Logan idealnie odegrał swoją role! Trudno mi sobie wyobrazić kogoś, kto zrobiłby to lepiej. Pozostała dwójka głównych bohaterów
również spisała się świetnie.

Osobiście uważam, że książka jest o wiele lepsza. Popłakałam się na niej nieraz, na filmie tylko na końcu... Oglądając
czuje się mniejszą więź z głównym bohaterem niż podczas czytania książki.

TakeYou

Wiem, że dużo ważnych szczegółów musieli pominąć i wszystko trochę złagodzić, bo film dla widzów od 13 lat, ale wiele ważnych wątków, które nie były ‘ostre’ też wyrzucono. Dla mnie dużym zawodem był mocno okrojony wątek nauczyciela. Bardzo ważny w książce, tutaj prawie kompletnie pominięty. Nauczyciel był, ale równie dobrze mogłoby go nie być. Ta relacja nie została dobrze pokazana. Wizyta Charliego w domu nauczyciela w książce była bardzo ważna, tu jej w ogóle nie było. Tak samo wątek siostry, zupełnie przekształcony, przecież afera z policzkowaniem sama w sobie nie była raczej ważna, ważne było to co się działo później, czyli ciąża i wizyta rodzeństwa w klinice, nie uważam, żeby to było tak kontrowersyjne, by zszokowało trzynastolatków.

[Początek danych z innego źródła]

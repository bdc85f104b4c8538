//! `malloc`-style shared allocations that carry their own block metadata.
//!
//! Each allocation is a whole provider block whose first [`BLOCK_HEADER_SIZE`] bytes hold a
//! [`BlockHeader`] describing it. Callers only ever see the pointer past that header, and
//! can later free, reallocate or inspect it without keeping the [`Block`] around.
//!
//! ```text
//! ┌─────────────┬──────────────────────────────┐
//! │ BlockHeader │ payload (size bytes)        │
//! └─────────────┴──────────────────────────────┘
//! ^ block base  ^ returned pointer
//! ```

use core::ptr::{copy_nonoverlapping, NonNull};
use std::ffi::OsStr;
use std::mem::size_of;
use std::os::unix::ffi::OsStrExt;
use std::path::PathBuf;

use static_assertions::const_assert_eq;
use tracing::{debug, error, instrument};

use super::{Backing, Block, Provider, BLOCK_ALIGN};
use crate::error::ArenaError;

/// Map file names longer than this are truncated in the header.
pub const MAP_FILE_LEN: usize = 64;

pub const BLOCK_HEADER_SIZE: usize = size_of::<BlockHeader>();

const BLOCK_MAGIC: u32 = 0x4658_4248;

const KIND_LOCAL: u32 = 1;
const KIND_MAPPED: u32 = 2;
const KIND_SYSV: u32 = 3;

const_assert_eq!(BLOCK_HEADER_SIZE, 96);
const_assert_eq!(BLOCK_HEADER_SIZE % BLOCK_ALIGN, 0);

/// In-band description of a prefixed block. Fixed layout so that any process holding
/// the payload pointer can release the block.
#[derive(Copy, Clone, Debug)]
#[repr(C, align(16))]
struct BlockHeader {
    magic: u32,
    kind: u32,
    /// Total block size, header included.
    size: u64,
    key: i32,
    shmid: i32,
    /// -1 if none.
    fd: i32,
    map_file_len: u32,
    map_file: [u8; MAP_FILE_LEN],
}

impl BlockHeader {
    fn describe(block: &Block) -> BlockHeader {
        let mut header = BlockHeader {
            magic: BLOCK_MAGIC,
            kind: KIND_LOCAL,
            size: block.size() as u64,
            key: 0,
            shmid: -1,
            fd: -1,
            map_file_len: 0,
            map_file: [0; MAP_FILE_LEN],
        };
        match block.backing() {
            Backing::Local => {}
            Backing::Mapped { fd, map_file } => {
                header.kind = KIND_MAPPED;
                header.fd = fd.unwrap_or(-1);
                if let Some(path) = map_file {
                    let bytes = path.as_os_str().as_bytes();
                    let len = bytes.len().min(MAP_FILE_LEN);
                    header.map_file[..len].copy_from_slice(&bytes[..len]);
                    header.map_file_len = len as u32;
                }
            }
            Backing::SysV { key, shmid } => {
                header.kind = KIND_SYSV;
                header.key = *key;
                header.shmid = *shmid;
            }
        }
        header
    }

    fn backing(&self) -> Backing {
        match self.kind {
            KIND_MAPPED => Backing::Mapped {
                fd: (self.fd >= 0).then_some(self.fd),
                map_file: (self.map_file_len > 0).then(|| {
                    let name = &self.map_file[..self.map_file_len as usize];
                    PathBuf::from(OsStr::from_bytes(name))
                }),
            },
            KIND_SYSV => Backing::SysV {
                key: self.key,
                shmid: self.shmid,
            },
            _ => Backing::Local,
        }
    }

    /// Rebuilds the block this header sits at the front of.
    ///
    /// # Safety
    /// `header` must point to a valid `BlockHeader` written by [`alloc_prefixed`].
    unsafe fn block_of(header: *const BlockHeader) -> Block {
        let h = header.read();
        debug_assert_eq!(h.magic, BLOCK_MAGIC, "Pointer was not returned by alloc_prefixed().");
        Block::from_raw_parts(
            NonNull::new_unchecked(header as *mut u8),
            h.size as usize,
            h.backing(),
        )
    }
}

#[inline(always)]
unsafe fn header_of(ptr: NonNull<u8>) -> *const BlockHeader {
    ptr.as_ptr().sub(BLOCK_HEADER_SIZE).cast()
}

/// Allocates `size` usable bytes from `provider`, returning a pointer past the block header.
#[instrument(level = "debug", skip(provider), err(Debug))]
pub fn alloc_prefixed<P: Provider + ?Sized>(
    provider: &P,
    size: usize,
) -> Result<NonNull<u8>, ArenaError> {
    let total = size
        .checked_add(BLOCK_HEADER_SIZE)
        .ok_or(ArenaError::InvalidSize { size })?;
    let block = provider.create(total)?;
    let header = BlockHeader::describe(&block);
    let base = block.base();
    unsafe {
        base.as_ptr().cast::<BlockHeader>().write(header);
        debug!(base = ?base.as_ptr(), total, "Wrote block header.");
        Ok(NonNull::new_unchecked(base.as_ptr().add(BLOCK_HEADER_SIZE)))
    }
}

/// Allocates a zero-filled array of `num` elements of `size` bytes each.
pub fn calloc_prefixed<P: Provider + ?Sized>(
    provider: &P,
    num: usize,
    size: usize,
) -> Result<NonNull<u8>, ArenaError> {
    let bytes = num
        .checked_mul(size)
        .ok_or(ArenaError::InvalidSize { size: usize::MAX })?;
    let ptr = alloc_prefixed(provider, bytes)?;
    // Joined System-V segments may hold old contents.
    unsafe { ptr.as_ptr().write_bytes(0, bytes) };
    Ok(ptr)
}

/// Returns how many usable bytes the allocation at `ptr` has.
///
/// # Safety
/// `ptr` must have been returned by one of the `*_prefixed` allocation functions
/// and not freed yet.
#[inline]
pub unsafe fn prefixed_size(ptr: NonNull<u8>) -> usize {
    (*header_of(ptr)).size as usize - BLOCK_HEADER_SIZE
}

/// Releases the allocation at `ptr` through `provider`.
///
/// # Safety
/// `ptr` must have been returned by one of the `*_prefixed` allocation functions of a
/// provider of the same kind as `provider`, and must not be used afterwards.
#[instrument(level = "debug", skip(provider))]
pub unsafe fn free_prefixed<P: Provider + ?Sized>(
    provider: &P,
    ptr: NonNull<u8>,
) -> Result<(), ArenaError> {
    let block = BlockHeader::block_of(header_of(ptr));
    provider.release(block)
}

/// Moves the allocation at `ptr` into a fresh block of `new_size` usable bytes.
/// The first `min(old, new_size)` bytes are copied; growth is never done in place.
///
/// If the new block can't be created, the old one is left untouched. If the old block
/// can't be released, the new block is released again and the error is returned, so the
/// caller keeps `ptr` exactly as the failed release left it.
///
/// # Safety
/// Same requirements as [`free_prefixed`].
pub unsafe fn realloc_prefixed<P: Provider + ?Sized>(
    provider: &P,
    ptr: NonNull<u8>,
    new_size: usize,
) -> Result<NonNull<u8>, ArenaError> {
    let old_size = prefixed_size(ptr);
    let new_ptr = alloc_prefixed(provider, new_size)?;
    copy_nonoverlapping(ptr.as_ptr(), new_ptr.as_ptr(), old_size.min(new_size));
    if let Err(e) = free_prefixed(provider, ptr) {
        if let Err(release) = free_prefixed(provider, new_ptr) {
            error!(error = %release, "Couldn't release replacement block.");
        }
        return Err(e);
    }
    Ok(new_ptr)
}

Odnośnie obsady to do trzech głównych postaci nie mam większych zastrzeżeń. Charlie był idealny. Może trochę Emma jako Sam nie była dla mnie idealnie trafiona. Sam z książki dla mnie miała chyba większego ‘pazura’, ale więcej nic do zarzucenia nie mam, bo zagrała dobrze. Z drugiej strony kompletnie nie pasowała mi aktorka grająca Mary Elizabeth. Mimo tego jaką postacią ona nie była, to ta z książki wzbudzała u mnie pozytywne uczucia, nawet jej współczułem, a z tą filmową było zupełnie odwrotnie. Wygląd postaci to raczej indywidualna sprawa, ale ja kompletnie inaczej wyobrażałem sobie Mary Elizabeth. Pozytywne zaskoczenie to Alice, która w książce raczej się nie wyróżniała, tutaj mimo, że bardzo epizodyczna postać, to przykuwała uwagę. Według mnie Brad tez nietrafiony, ale to niewielka rola, więc jakoś da się go przeżyć. Do reszty nie mam chyba zarzutów.

Film był dobry, nawet bardzo, ale porównując do książki, to bardzo wiele mu brakuje. Pewnie gdybym książki nie czytał, to bym się nim bardziej zachwycał, ale znając i film i książkę to książka zdecydowanie lepsza.

ocenił(a) film na 10
paranoidandroid

Mam trochę dystansu czasowego, bo książkę czytałem jakoś w lutym czy w marcu, ale przez cały seans miałem wrażenie oglądania dokładnego odwzorowania książki, takiej ekranizacji jaką chciałem, żeby Chbosky nakręcił. Wiadomo, że jak ktoś przeczytał książkę przed seansem będzie próbował wyłapywać pominięte wątki, różnice, ale pytanie - po co?
Obsada idealna, miałem wątpliwości co będzie z Watson czy aktorami drugoplanowymi, ale ostatecznie to najlepszy zespół aktorski jaki widziałem w tym roku.
Książka jest cudowna, film też, ale wiadomo, że takie pojedynki praktycznie zawsze wygrywa książka.